**Exercise directions:** In the records that follow, count the lines where the string "clap" appears, and give the count with nothing added.

-- Records for this task follows --

//! CLI argument definitions using clap derive

use clap::{ArgAction, Parser, Subcommand, ValueEnum};
use std::path::PathBuf;

/// Ailloy - versioned mold bundles from git
///
/// Resolves mold references against their origin repositories, caches the
/// snapshots, and pins them in a lock file.
#[derive(Parser, Debug)]
#[command(name = "ailloy")]
#[command(author, version, about, long_about = None)]
#[command(propagate_version = true)]
pub struct Cli {
    /// Subcommand to execute
    #[command(subcommand)]
    pub command: Commands,

    /// Increase verbosity (-v info, -vv debug)
    #[arg(short, long, global = true, action = ArgAction::Count)]
    pub verbose: u8,

    /// Configuration file path
    #[arg(short, long, global = true, env = "AILLOY_CONFIG")]
    pub config: Option<PathBuf>,

    /// Mold cache directory (default: ~/.ailloy/cache)
    #[arg(long, global = true, env = "AILLOY_CACHE_DIR")]
    pub cache_dir: Option<PathBuf>,

    /// Lock file path (default: ./ailloy.lock)
    #[arg(long, global = true)]
    pub lockfile: Option<PathBuf>,
}

/// Available commands
#[derive(Subcommand, Debug)]
pub enum Commands {
    /// Resolve a mold reference and cache it
    Fetch(FetchArgs),

    /// Inspect or clean the mold cache
    Cache(CacheArgs),

    /// Inspect or edit the lock file
    Lock(LockArgs),
}

/// Arguments for the fetch command
#[derive(Parser, Debug)]
pub struct FetchArgs {
    /// Mold reference, e.g. github.com/acme/widget@^1.0.0//molds/claude
    pub reference: String,

    /// Neither read nor update the lock file
    #[arg(long)]
    pub no_lock: bool,
}

/// Output format for list commands
#[derive(Debug, Clone, Copy, ValueEnum)]
pub enum OutputFormat {
    /// Human-readable table
    Table,
    /// JSON output
    Json,
    /// Simple text (one per line)
    Plain,
}

/// Arguments for the cache command
#[derive(Parser, Debug)]
pub struct CacheArgs {
    /// Subcommand for cache
    #[command(subcommand)]
    pub action: CacheAction,
}

/// Cache subcommands
#[derive(Subcommand, Debug)]
pub enum CacheAction {
    /// List cached molds and their versions
    List {
        /// Output format
        #[arg(short, long, default_value = "table")]
        format: OutputFormat,
    },

    /// Remove cached molds
    #[command(group(clap::ArgGroup::new("target").required(true).args(["reference", "all"])))]
    Clean {
        /// Remove only this mold's repository cache
        reference: Option<String>,

        /// Remove everything in the cache
        #[arg(long)]
        all: bool,

        /// Skip confirmation prompt
        #[arg(short, long)]
        yes: bool,
    },
}

/// Arguments for the lock command
#[derive(Parser, Debug)]
pub struct LockArgs {
    /// Subcommand for lock
    #[command(subcommand)]
    pub action: LockAction,
}

/// Lock subcommands
#[derive(Subcommand, Debug)]
pub enum LockAction {
    /// Show pinned molds
    List {
        /// Output format
        #[arg(short, long, default_value = "table")]
        format: OutputFormat,
    },

    /// Unpin a mold so the next fetch resolves it again
    Remove {
        /// Mold reference or host/owner/repo
        reference: String,
    },
}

-- Records for this task concluded --

**The answer:** 3